= Provided data =
--- --- ---

use actix_web::{
    HttpResponse, HttpResponseBuilder,
    http::{StatusCode, header},
    web::JsonConfig,
};
use tracing::{error, warn};

use crate::error::SignerError;

pub(crate) mod xml;

impl actix_web::error::ResponseError for SignerError {
    fn status_code(&self) -> StatusCode {
        match self {
            Self::ItemNotFound(_) | Self::InvalidRequest(_) => StatusCode::NOT_FOUND,

            Self::InvalidCertificateData(_) => StatusCode::UNPROCESSABLE_ENTITY,

            Self::LabelExists(_) => StatusCode::CONFLICT,

            Self::CryptographicError(_)
            | Self::NoMatchingKeyMaterial(_)
            | Self::Certificate(_)
            | Self::SessionFault(_)
            | Self::ServerError(_) => StatusCode::INTERNAL_SERVER_ERROR,

            Self::DependencyUnavailable(_) => StatusCode::SERVICE_UNAVAILABLE,

            Self::Timeout(_) => StatusCode::GATEWAY_TIMEOUT,
        }
    }

    fn error_response(&self) -> HttpResponse {
        let status_code = self.status_code();
        let message = self.to_string();

        if status_code >= StatusCode::INTERNAL_SERVER_ERROR {
            error!("{status_code} - {message}");
        } else {
            warn!("{status_code} - {message}");
        }

        HttpResponseBuilder::new(status_code)
            .insert_header((header::CONTENT_TYPE, "text/html; charset=utf-8"))
            .body(message)
    }
}

/// JSON bodies are certificate metadata: a body that does not decode is
/// reported as invalid certificate data
pub(crate) fn json_config(limit: usize) -> JsonConfig {
    JsonConfig::default()
        .limit(limit)
        .error_handler(|err, _req| SignerError::InvalidCertificateData(err.to_string()).into())
}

--- --- ---

= Exercise objective =
Only the line containing "HttpResponseBuilder::new(status_code)" and the lines after it, through the end of the data, should be copied, exactly as they are.

= Answer to this exercise =
        HttpResponseBuilder::new(status_code)
            .insert_header((header::CONTENT_TYPE, "text/html; charset=utf-8"))
            .body(message)
    }
}

/// JSON bodies are certificate metadata: a body that does not decode is
/// reported as invalid certificate data
pub(crate) fn json_config(limit: usize) -> JsonConfig {
    JsonConfig::default()
        .limit(limit)
        .error_handler(|err, _req| SignerError::InvalidCertificateData(err.to_string()).into())
}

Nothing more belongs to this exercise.